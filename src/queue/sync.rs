use crate::backend::QueueBackend;
use crate::queue::model::QueueItem;
use std::sync::atomic::{AtomicBool, Ordering};
use std::sync::mpsc::{channel, Receiver, RecvTimeoutError, Sender, TryRecvError};
use std::sync::Arc;
use std::thread::JoinHandle;
use std::time::{Duration, Instant};

pub const DEFAULT_POLL_INTERVAL: Duration = Duration::from_secs(5);
/// Upper bound on how long teardown waits for an in-flight poll.
const POLL_JOIN_TIMEOUT: Duration = Duration::from_millis(200);

/// Something that can ask for an immediate, out-of-cycle queue poll.
pub trait RefreshHook: Send {
    fn refresh_now(&self);
}

/// Called from the poll thread after each poll result is queued, so the UI
/// can wake up and pump it.
pub type PollNotifier = Box<dyn Fn() + Send>;

#[derive(Debug, Clone, Copy, PartialEq, Eq)]
enum PollCommand {
    Refresh,
    Stop,
}

#[derive(Debug)]
enum PollEvent {
    Snapshot(Vec<QueueItem>),
    Failed,
}

/// Cloneable handle to the poll loop's refresh trigger.
#[derive(Debug, Clone)]
pub struct RefreshHandle {
    control: Sender<PollCommand>,
}

impl RefreshHook for RefreshHandle {
    fn refresh_now(&self) {
        if self.control.send(PollCommand::Refresh).is_err() {
            tracing::debug!("queue refresh requested after polling stopped");
        }
    }
}

/// The background poll loop. Polls once immediately, then every `interval`
/// and whenever a refresh is requested, until stopped or dropped.
struct PollTimer {
    control: Sender<PollCommand>,
    stopped: Arc<AtomicBool>,
    handle: Option<JoinHandle<()>>,
}

impl PollTimer {
    fn start(
        backend: Arc<dyn QueueBackend>,
        interval: Duration,
        events: Sender<PollEvent>,
        notify: Option<PollNotifier>,
    ) -> Self {
        let (control_tx, control_rx) = channel::<PollCommand>();
        let stopped = Arc::new(AtomicBool::new(false));
        let loop_stopped = Arc::clone(&stopped);
        let handle = std::thread::Builder::new()
            .name("queue-poll".into())
            .spawn(move || {
                run_poll_loop(
                    backend.as_ref(),
                    interval,
                    &loop_stopped,
                    control_rx,
                    events,
                    notify,
                )
            });
        let handle = match handle {
            Ok(handle) => Some(handle),
            Err(err) => {
                tracing::error!(error = %err, "failed to spawn queue poll thread");
                None
            }
        };
        Self {
            control: control_tx,
            stopped,
            handle,
        }
    }

    fn refresh_handle(&self) -> RefreshHandle {
        RefreshHandle {
            control: self.control.clone(),
        }
    }

    /// Stop the loop. Queued refreshes are discarded; a poll already in
    /// flight is waited on for at most [`POLL_JOIN_TIMEOUT`] and its result is
    /// dropped.
    fn stop(&mut self) {
        self.stopped.store(true, Ordering::SeqCst);
        let Some(handle) = self.handle.take() else {
            return;
        };
        let _ = self.control.send(PollCommand::Stop);
        join_poll_thread_with_timeout(handle);
        tracing::debug!("queue polling stopped");
    }
}

impl Drop for PollTimer {
    fn drop(&mut self) {
        self.stop();
    }
}

fn join_poll_thread_with_timeout(handle: JoinHandle<()>) {
    let (done_tx, done_rx) = channel();
    std::thread::spawn(move || {
        let join_result = handle.join();
        let _ = done_tx.send(join_result);
    });

    match done_rx.recv_timeout(POLL_JOIN_TIMEOUT) {
        Ok(Ok(())) => {}
        Ok(Err(_)) => tracing::error!("queue poll thread panicked"),
        Err(RecvTimeoutError::Timeout) => {
            tracing::debug!("queue poll still in flight at teardown; detaching")
        }
        Err(RecvTimeoutError::Disconnected) => {
            tracing::error!("queue poll join channel disconnected")
        }
    }
}

fn run_poll_loop(
    backend: &dyn QueueBackend,
    interval: Duration,
    stopped: &AtomicBool,
    control: Receiver<PollCommand>,
    events: Sender<PollEvent>,
    notify: Option<PollNotifier>,
) {
    let poll = || (!stopped.load(Ordering::SeqCst)).then(|| poll_once(backend));
    let publish = |event: Option<PollEvent>| -> bool {
        let Some(event) = event else {
            return false;
        };
        if stopped.load(Ordering::SeqCst) || events.send(event).is_err() {
            return false;
        }
        if let Some(notify) = &notify {
            notify();
        }
        true
    };

    if !publish(poll()) {
        return;
    }
    let mut next_tick = Instant::now() + interval;
    loop {
        let wait = next_tick.saturating_duration_since(Instant::now());
        match control.recv_timeout(wait) {
            Ok(PollCommand::Refresh) => {
                if !publish(poll()) {
                    break;
                }
            }
            Err(RecvTimeoutError::Timeout) => {
                next_tick = Instant::now() + interval;
                if !publish(poll()) {
                    break;
                }
            }
            Ok(PollCommand::Stop) | Err(RecvTimeoutError::Disconnected) => break,
        }
    }
}

fn poll_once(backend: &dyn QueueBackend) -> PollEvent {
    match backend.fetch_queue() {
        Ok(items) => {
            tracing::debug!(items = items.len(), "queue poll succeeded");
            PollEvent::Snapshot(items)
        }
        Err(err) => {
            tracing::warn!(error = %err, "queue poll failed; keeping previous snapshot");
            PollEvent::Failed
        }
    }
}

/// What the queue panel should show.
#[derive(Debug, Clone, Copy, PartialEq, Eq)]
pub enum QueueDisplay<'a> {
    Loading,
    Empty,
    Items(&'a [QueueItem]),
}

/// Client-side mirror of the backend queue.
///
/// Owns the latest snapshot and the poll loop. Results produced by the poll
/// thread are applied on [`QueueSync::pump`], which the UI calls every frame.
pub struct QueueSync {
    snapshot: Vec<QueueItem>,
    loaded: bool,
    poll_thread_lost: bool,
    events: Receiver<PollEvent>,
    timer: Option<PollTimer>,
}

impl QueueSync {
    pub fn mount(
        backend: Arc<dyn QueueBackend>,
        interval: Duration,
        notify: Option<PollNotifier>,
    ) -> Self {
        let (events_tx, events_rx) = channel::<PollEvent>();
        let timer = PollTimer::start(backend, interval, events_tx, notify);
        tracing::debug!(interval_ms = interval.as_millis() as u64, "queue polling started");
        Self {
            snapshot: Vec::new(),
            loaded: false,
            poll_thread_lost: false,
            events: events_rx,
            timer: Some(timer),
        }
    }

    /// Handle for triggering an immediate poll. Refreshes requested after
    /// unmount are ignored.
    pub fn refresh_handle(&self) -> RefreshHandle {
        match &self.timer {
            Some(timer) => timer.refresh_handle(),
            None => {
                let (control, _) = channel();
                RefreshHandle { control }
            }
        }
    }

    /// Apply every poll result that has arrived. Returns how many were
    /// applied.
    pub fn pump(&mut self) -> usize {
        let mut applied = 0;
        loop {
            match self.events.try_recv() {
                Ok(PollEvent::Snapshot(items)) => {
                    self.snapshot = items;
                    self.loaded = true;
                    applied += 1;
                }
                Ok(PollEvent::Failed) => {
                    self.loaded = true;
                    applied += 1;
                }
                Err(TryRecvError::Empty) => break,
                Err(TryRecvError::Disconnected) => {
                    if self.timer.is_some() && !self.poll_thread_lost {
                        tracing::error!("queue poll thread exited; queue will no longer update");
                        self.poll_thread_lost = true;
                        self.loaded = true;
                    }
                    break;
                }
            }
        }
        applied
    }

    pub fn display(&self) -> QueueDisplay<'_> {
        if !self.loaded {
            QueueDisplay::Loading
        } else if self.snapshot.is_empty() {
            QueueDisplay::Empty
        } else {
            QueueDisplay::Items(&self.snapshot)
        }
    }

    pub fn snapshot(&self) -> &[QueueItem] {
        &self.snapshot
    }

    pub fn is_loaded(&self) -> bool {
        self.loaded
    }

    /// The poll thread ended while still mounted (panic or spawn failure).
    pub fn poll_thread_lost(&self) -> bool {
        self.poll_thread_lost
    }

    pub fn is_mounted(&self) -> bool {
        self.timer.is_some()
    }

    /// Stop the poll loop. No poll starts after this returns; one already in
    /// flight is left to finish on its own and its result is discarded.
    pub fn unmount(&mut self) {
        if let Some(mut timer) = self.timer.take() {
            timer.stop();
        }
    }
}

impl Drop for QueueSync {
    fn drop(&mut self) {
        self.unmount();
    }
}
use crate::draw::input::{normalize, InputPhase, SurfaceEvent, SurfaceRect};
use crate::draw::model::{StrokePoint, SurfaceStyle};
use crate::draw::render::{draw_segment, fill, DirtyRect};
use crate::draw::state::{can_transition, DrawingState};
use image::RgbaImage;

/// Owns the raster the user paints on and the stroke state machine.
///
/// Strokes are painted straight into the raster as they arrive; nothing about
/// a stroke survives beyond its pixels.
#[derive(Debug, Clone)]
pub struct DrawingSurface {
    raster: RgbaImage,
    style: SurfaceStyle,
    state: DrawingState,
    last_point: Option<StrokePoint>,
    revision: u64,
}

impl DrawingSurface {
    pub fn new(width: u32, height: u32, style: SurfaceStyle) -> Self {
        let mut surface = Self {
            raster: RgbaImage::new(width, height),
            style,
            state: DrawingState::Idle,
            last_point: None,
            revision: 0,
        };
        surface.initialize();
        surface
    }

    /// Paint the background and reset stroke state.
    pub fn initialize(&mut self) {
        fill(&mut self.raster, self.style.background);
        self.state = DrawingState::Idle;
        self.last_point = None;
        self.bump_revision();
    }

    pub fn begin_stroke(&mut self, point: StrokePoint) {
        if self.state.is_drawing() {
            tracing::debug!("stroke started while drawing; closing previous stroke");
            self.end_stroke();
        }
        self.transition(DrawingState::Drawing);
        self.last_point = Some(point);
    }

    /// Append a segment to the active stroke and paint it.
    ///
    /// Input received while no stroke is active is dropped.
    pub fn extend_stroke(&mut self, point: StrokePoint) -> Option<DirtyRect> {
        if !self.state.is_drawing() {
            return None;
        }
        let from = self.last_point.replace(point).unwrap_or(point);
        let dirty = draw_segment(
            &mut self.raster,
            from.to_pixel(),
            point.to_pixel(),
            self.style.stroke.color,
            self.style.stroke.width,
        );
        if dirty.is_some() {
            self.bump_revision();
        }
        dirty
    }

    pub fn end_stroke(&mut self) {
        if self.state.is_drawing() {
            self.transition(DrawingState::Idle);
        }
        self.last_point = None;
    }

    /// Repaint the whole raster with the background, discarding every stroke.
    pub fn reset(&mut self) {
        fill(&mut self.raster, self.style.background);
        self.bump_revision();
    }

    /// Feed one normalized input event into the stroke state machine and
    /// return the pixels it painted, if any.
    ///
    /// `rect` is `None` while the surface is not laid out; events are then
    /// ignored.
    pub fn apply(&mut self, event: &SurfaceEvent, rect: Option<SurfaceRect>) -> Option<DirtyRect> {
        let rect = rect?;
        let point = event.input.as_ref().and_then(|input| normalize(input, rect));
        match (event.phase, point) {
            (InputPhase::Start, Some(point)) => {
                self.begin_stroke(point);
                None
            }
            (InputPhase::Move, Some(point)) => self.extend_stroke(point),
            (InputPhase::End, _) => {
                self.end_stroke();
                None
            }
            (_, None) => None,
        }
    }

    pub fn state(&self) -> DrawingState {
        self.state
    }

    pub fn raster(&self) -> &RgbaImage {
        &self.raster
    }

    pub fn style(&self) -> SurfaceStyle {
        self.style
    }

    pub fn dimensions(&self) -> (u32, u32) {
        self.raster.dimensions()
    }

    /// Incremented on every pixel mutation.
    pub fn revision(&self) -> u64 {
        self.revision
    }

    fn transition(&mut self, to: DrawingState) {
        debug_assert!(can_transition(self.state, to));
        self.state = to;
    }

    fn bump_revision(&mut self) {
        self.revision = self.revision.wrapping_add(1);
    }
}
- - - - -
What you have to do
Exact reproduction is required: output the lines from the start of the entries above through the line with "let (control_tx, control_rx)".

Answer area
filename src/queue/sync.rs
use crate::backend::QueueBackend;
use crate::queue::model::QueueItem;
use std::sync::atomic::{AtomicBool, Ordering};
use std::sync::mpsc::{channel, Receiver, RecvTimeoutError, Sender, TryRecvError};
use std::sync::Arc;
use std::thread::JoinHandle;
use std::time::{Duration, Instant};

pub const DEFAULT_POLL_INTERVAL: Duration = Duration::from_secs(5);
/// Upper bound on how long teardown waits for an in-flight poll.
const POLL_JOIN_TIMEOUT: Duration = Duration::from_millis(200);

/// Something that can ask for an immediate, out-of-cycle queue poll.
pub trait RefreshHook: Send {
    fn refresh_now(&self);
}

/// Called from the poll thread after each poll result is queued, so the UI
/// can wake up and pump it.
pub type PollNotifier = Box<dyn Fn() + Send>;

#[derive(Debug, Clone, Copy, PartialEq, Eq)]
enum PollCommand {
    Refresh,
    Stop,
}

#[derive(Debug)]
enum PollEvent {
    Snapshot(Vec<QueueItem>),
    Failed,
}

/// Cloneable handle to the poll loop's refresh trigger.
#[derive(Debug, Clone)]
pub struct RefreshHandle {
    control: Sender<PollCommand>,
}

impl RefreshHook for RefreshHandle {
    fn refresh_now(&self) {
        if self.control.send(PollCommand::Refresh).is_err() {
            tracing::debug!("queue refresh requested after polling stopped");
        }
    }
}

/// The background poll loop. Polls once immediately, then every `interval`
/// and whenever a refresh is requested, until stopped or dropped.
struct PollTimer {
    control: Sender<PollCommand>,
    stopped: Arc<AtomicBool>,
    handle: Option<JoinHandle<()>>,
}

impl PollTimer {
    fn start(
        backend: Arc<dyn QueueBackend>,
        interval: Duration,
        events: Sender<PollEvent>,
        notify: Option<PollNotifier>,
    ) -> Self {
        let (control_tx, control_rx) = channel::<PollCommand>();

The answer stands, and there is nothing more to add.